Co-incidentally on Antiques Roadshow on Sunday there was a similar signal sent to land forces - as is usual in these cases the experts declined to value it.

This, copied from a friend's Facebook post may be of Interest (My Friend is obviously a friend of Mr Lustig-Prean)

Duncan Lustig-Prean
11 November at 00:10 · 
100 years ago today in the early hours, my great-grandfather, General Heinrich Lustig-Prean, surveyed the deep snow and dug-outs in which his exhausted men sheltered thousands of feet up in the mountains of the Italian Tyrol. The guns were silent.

Earlier in the year he led Austria’s last advance deeper into Italy across the alps. Now lack of supplies had stalled the campaign and the attrition rates were high for both sides.

He had received his orders for the Armistice commencing at 1200 local time. But instead he ordered an immediate ceasefire. His guns were checked at 0100 local.

He sent his aide-de-camp forward under a flag of truce with a note for his Italian opposite number.

“Further bloodshed pointless. Ceasefire with immediate effect. My medical officer will remain to assist your wounded.”

Heinrich was a professional soldier unlike the other Archdukes. He had been on the front line since the war started. By all accounts he was well-respected by his men among whom he insisted on living. When in 1917 the Emperor offered him the post of Minister of War he sent him back a curt note:

“I am a soldier not a politician”.

Keeping sufficient supplies for the long march back down into Austria, Heinrich ordered that the men be fed well. It was their best meal in weeks. He asked them to write letters home telling their families that they were safe. Then he sent his messenger with that mail, together with the condolence letters he always sent to each family in addition to those of their own commanding officers, down the mountains to Austria.

(These were not his last condolence letters. Thousands more suc***bed to their injuries or did not survive the deprivations of their imprisonment in Italy ravaged by Spanish flu.)

He waited talking to his men in the eerie silence as the wind blew and the snow fell; a gun-free silence not heard for four bloody years.

I visited the regimental museum and saw the tens of thousands of ordinary Austrian men listed in the books of remembrance.

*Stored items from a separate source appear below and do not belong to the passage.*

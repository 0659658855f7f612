//! Config file loader and serialization.
//!
//! The format follows the file extension: `.json` through serde_json, `.toml`
//! through toml. Loaded configs are validated before they are returned.

use super::validator::validate_config;
use super::HarnessConfig;
use crate::error::ConfigError;
use std::fs;
use std::path::{Path, PathBuf};

#[derive(Clone, Copy, Debug, PartialEq, Eq)]
enum ConfigFormat {
    Json,
    Toml,
}

/// Get the default config path: ~/.config/goatd-validator/config.toml
pub fn get_default_config_path() -> Result<PathBuf, ConfigError> {
    let config_dir = dirs::config_dir().ok_or_else(|| {
        ConfigError::ValidationFailed("Cannot determine config directory".to_string())
    })?;
    Ok(config_dir.join("goatd-validator").join("config.toml"))
}

/// Validate config path (.json or .toml extension required).
pub fn validate_config_path(path: &Path) -> Result<(), ConfigError> {
    format_of(path).map(|_| ())
}

fn format_of(path: &Path) -> Result<ConfigFormat, ConfigError> {
    if path.as_os_str().is_empty() {
        return Err(ConfigError::ValidationFailed(
            "Configuration path cannot be empty".to_string(),
        ));
    }

    if path.to_str().is_none() {
        return Err(ConfigError::ValidationFailed(
            "Configuration path contains invalid characters".to_string(),
        ));
    }

    match path.extension().and_then(|ext| ext.to_str()) {
        Some("json") => Ok(ConfigFormat::Json),
        Some("toml") => Ok(ConfigFormat::Toml),
        Some(ext) => Err(ConfigError::ValidationFailed(format!(
            "Configuration file must have .json or .toml extension, got .{}",
            ext
        ))),
        None => Err(ConfigError::ValidationFailed(
            "Configuration file must have .json or .toml extension".to_string(),
        )),
    }
}

/// Load and validate a config file.
pub fn load_config_from_file(path: &Path) -> Result<HarnessConfig, ConfigError> {
    let format = format_of(path)?;

    let content = fs::read_to_string(path).map_err(|e| {
        if e.kind() == std::io::ErrorKind::NotFound {
            ConfigError::FileNotFound(path.display().to_string())
        } else {
            ConfigError::IoError(e)
        }
    })?;

    let config: HarnessConfig = match format {
        ConfigFormat::Json => serde_json::from_str(&content)?,
        ConfigFormat::Toml => toml::from_str(&content)?,
    };

    validate_config(&config)?;
    log::info!(
        "[Config] Loaded {} ({} phases, {}s budget)",
        path.display(),
        config.phases.len(),
        config.total_duration_secs
    );
    Ok(config)
}

/// Save config; the format follows the extension.
pub fn save_config_to_file(config: &HarnessConfig, path: &Path) -> Result<(), ConfigError> {
    let format = format_of(path)?;

    if let Some(parent) = path.parent() {
        if !parent.as_os_str().is_empty() {
            fs::create_dir_all(parent)?;
        }
    }

    let content = match format {
        ConfigFormat::Json => serde_json::to_string_pretty(config)?,
        ConfigFormat::Toml => toml::to_string_pretty(config)?,
    };
    fs::write(path, content)?;
    Ok(())
}

/// Load from `path` if given, else from the default path if it exists,
/// else fall back to built-in defaults.
pub fn load_or_default(path: Option<&Path>) -> Result<HarnessConfig, ConfigError> {
    if let Some(path) = path {
        return load_config_from_file(path);
    }
    match get_default_config_path() {
        Ok(default_path) if default_path.exists() => load_config_from_file(&default_path),
        _ => {
            log::info!("[Config] No config file found, using built-in defaults");
            let config = HarnessConfig::default();
            validate_config(&config)?;
            Ok(config)
        }
    }
}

They had left their mountain farms, villages and towns to serve their country in the alpine regiments never to return; so many families left without sons.

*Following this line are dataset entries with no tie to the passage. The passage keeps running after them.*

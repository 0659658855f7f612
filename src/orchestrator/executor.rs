//! Running a single workload under a deadline.
//!
//! Each workload runs as its own task with a private cancellation channel.
//! Past `allotment + workload_grace` the task is told to cancel (which reaches
//! the remote command as SIGTERM), gets `cancel_grace` to wind down and is
//! then aborted. Every outcome except a fatal error ends up in the
//! `ResultAggregator`.

use std::sync::Arc;
use std::time::Duration;
use tokio::sync::watch;
use tokio::task::{JoinError, JoinHandle};
use tokio::time::{sleep_until, timeout, Instant};

use crate::aggregator::ResultAggregator;
use crate::error::{HarnessError, Result};
use crate::models::{FailureKind, FailureRecord, Metric};
use crate::target::{wait_cancelled, CancelRx, RemoteExecutor};
use crate::workload::{Workload, WorkloadContext};

/// One invocation of one workload.
#[derive(Clone)]
pub struct WorkloadRun {
    pub phase: String,
    pub workload: Arc<dyn Workload>,
    pub instance: u32,
    pub allotment: Duration,
}

/// Deadlines applied past a workload's allotment.
///
/// A workload that ignores its deadline runs for up to
/// `allotment + workload_grace + cancel_grace` before its task is aborted.
/// Allotments sum to the session's `total_duration`, so a session can end
/// later than that by up to [`ExecutionLimits::max_overrun`] per sequential
/// workload. Parallel workloads overrun together, once per group.
#[derive(Clone, Copy, Debug, PartialEq, Eq)]
pub struct ExecutionLimits {
    /// Extra time past the allotment before cancellation
    pub workload_grace: Duration,
    /// Time a cancelled workload gets before its task is aborted
    pub cancel_grace: Duration,
}

impl ExecutionLimits {
    /// Longest a single workload can run past its allotment.
    pub fn max_overrun(&self) -> Duration {
        self.workload_grace + self.cancel_grace
    }
}

#[derive(Debug, Clone, PartialEq)]
pub enum WorkloadOutcome {
    Passed,
    Failed,
    TimedOut,
    /// Stopped because the session is aborting; nothing recorded
    Cancelled,
    /// Target lost; the session must abort
    Fatal(HarnessError),
}

enum Finish {
    Done(std::result::Result<Result<Metric>, JoinError>),
    Deadline,
    Aborted,
}

async fn stop_task(
    name: &str,
    mut handle: JoinHandle<Result<Metric>>,
    cancel_tx: &watch::Sender<bool>,
    grace: Duration,
) {
    cancel_tx.send_replace(true);
    if timeout(grace, &mut handle).await.is_err() {
        log::warn!(
            "[Scheduler] Workload '{}' ignored cancellation for {:?}, aborting task",
            name,
            grace
        );
        handle.abort();
    }
}

fn failure(workload: &str, kind: FailureKind, message: impl Into<String>) -> FailureRecord {
    FailureRecord {
        workload: workload.to_string(),
        kind,
        message: message.into(),
    }
}

/// Run `run` to completion, deadline or session abort and record the result.
pub async fn run_workload(
    executor: Arc<dyn RemoteExecutor>,
    run: WorkloadRun,
    limits: ExecutionLimits,
    aggregator: &ResultAggregator,
    mut abort: CancelRx,
) -> WorkloadOutcome {
    let name = run.workload.name().to_string();
    let phase = run.phase.as_str();
    let (cancel_tx, cancel_rx) = watch::channel(false);
    let deadline = Instant::now() + run.allotment + limits.workload_grace;

    let ctx = WorkloadContext {
        executor,
        phase: run.phase.clone(),
        instance: run.instance,
        duration: run.allotment,
        deadline,
        cancel: cancel_rx,
    };
    log::debug!(
        "[Scheduler] Starting '{}' in '{}' for {:?}",
        name,
        phase,
        run.allotment
    );
    let mut handle = tokio::spawn(run.workload.run(ctx));

    let finish = tokio::select! {
        biased;
        joined = &mut handle => Finish::Done(joined),
        _ = sleep_until(deadline) => Finish::Deadline,
        _ = wait_cancelled(&mut abort) => Finish::Aborted,
    };

    match finish {
        Finish::Done(Ok(Ok(metric))) => {
            let passed = metric.is_success();
            log::info!("[Scheduler] '{}' finished: {}", name, metric);
            aggregator.record_metric(phase, &name, metric);
            if passed {
                aggregator.record_pass(phase);
                WorkloadOutcome::Passed
            } else {
                aggregator.record_fail(
                    phase,
                    failure(&name, FailureKind::Failure, "workload reported failure"),
                );
                WorkloadOutcome::Failed
            }
        }
        Finish::Done(Ok(Err(err))) if err.is_fatal() => {
            log::error!("[Scheduler] '{}' lost the target: {}", name, err);
            WorkloadOutcome::Fatal(err)
        }
        Finish::Done(Ok(Err(err))) => {
            let (kind, outcome) = match err {
                HarnessError::WorkloadTimeout { .. } => (FailureKind::Timeout, WorkloadOutcome::TimedOut),
                HarnessError::Cancelled { .. } => (FailureKind::Cancelled, WorkloadOutcome::Failed),
                _ => (FailureKind::Failure, WorkloadOutcome::Failed),
            };
            log::warn!("[Scheduler] {}", err);
            aggregator.record_fail(phase, failure(&name, kind, err.to_string()));
            outcome
        }
        Finish::Done(Err(join_err)) => {
            let reason = if join_err.is_panic() {
                "workload panicked".to_string()
            } else {
                join_err.to_string()
            };
            let err = HarnessError::WorkloadFailure {
                workload: name.clone(),
                reason,
            };
            log::error!("[Scheduler] {}", err);
            aggregator.record_fail(phase, failure(&name, FailureKind::Failure, err.to_string()));
            WorkloadOutcome::Failed
        }
        Finish::Deadline => {
            let err = HarnessError::WorkloadTimeout {
                workload: name.clone(),
                allotted: run.allotment,
            };
            log::warn!("[Scheduler] {}, cancelling", err);
            stop_task(&name, handle, &cancel_tx, limits.cancel_grace).await;
            aggregator.record_fail(phase, failure(&name, FailureKind::Timeout, err.to_string()));
            WorkloadOutcome::TimedOut
        }
        Finish::Aborted => {
            log::debug!("[Scheduler] Session aborting, cancelling '{}'", name);
            stop_task(&name, handle, &cancel_tx, limits.cancel_grace).await;
            WorkloadOutcome::Cancelled
        }
    }
}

Their regimental chapel is above Innsbruck. There is no stained glass. Behind the altar is a vast window. As you honour the fallen, you see the mountains upon which they gave their lives.

But my great-grandfather had two further acts of bravery to come.

As soon as the armistice started, Italian troops advanced breaking it. Heinrich ordered his men not to fire. He stood up and alone walked towards them. They were captured and imprisoned in Italy.

When the Italians realised that not only had they captured a general but a Habsburg they offered Heinrich immediate repatriation.

My great-grandfather refused. His men were poorly fed, cruelly treated and lacked shelter.

Fearing that conditions would only get worse without him, he told the Italians that he would not leave without his troops. Thus his return to Austria did not happen until late in 1919.

His final act of bravery was throughout the period 1926 until his death in 1932.

He had become Field Marshall and Commander of the forces Austria was allowed to retain to defend its new borders.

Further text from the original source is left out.